Prenatal vitamins are chock-full of nutrients needed to support a growing baby, and folic acid is the most important one for brain development because it reduces the risk of spina bifida and other neurological problems. That’s why the March of Dimes recommends all women of childbearing age take 400 micrograms of folic acid daily to ensure there’s plenty of it available in your body when you actually do get pregnant.
“The brain is getting going right at the very beginning (of pregnancy),” says David Moore, Ph.D., head of the Claremont Infant Study Center at Pitzer College in Claremont, Calif. “Before baby gets a heart or bones, he has the makings of a nervous system. So it's very important for women considering conceiving to be taking folic acid.”

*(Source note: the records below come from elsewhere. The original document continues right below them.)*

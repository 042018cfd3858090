//! CLI command implementations.

pub mod info;
pub mod init;
pub mod solve;
pub mod validate;

use std::path::Path;

use reframe_trace_model::trace::{parse_trace, Trace};

/// Read and parse a trace file.
pub(crate) fn load_trace(path: &Path) -> anyhow::Result<Trace> {
    let content = std::fs::read_to_string(path)
        .map_err(|e| anyhow::anyhow!("Failed to read trace {}: {e}", path.display()))?;
    parse_trace(&content).map_err(|e| anyhow::anyhow!("Failed to parse trace: {e}"))
}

Popping prenatal vitamins long before you become pregnant can also help reduce your risk of preterm birth, according to a 2009 study in the journal PLoS Medicine. Preterm birth increases the risk of cognitive delays, so anything that helps keeping baby cooking as long as possible is a good thing for her brain.
But don’t worry if you’re already pregnant and haven’t taken folic acid yet. The nutrient is added to nearly all cereal, pasta, rice and flour sold in the U.S. as a way of reducing birth defects. But do start taking your prenatal now, so you’ll get the benefits of all the other nutrients in it, too.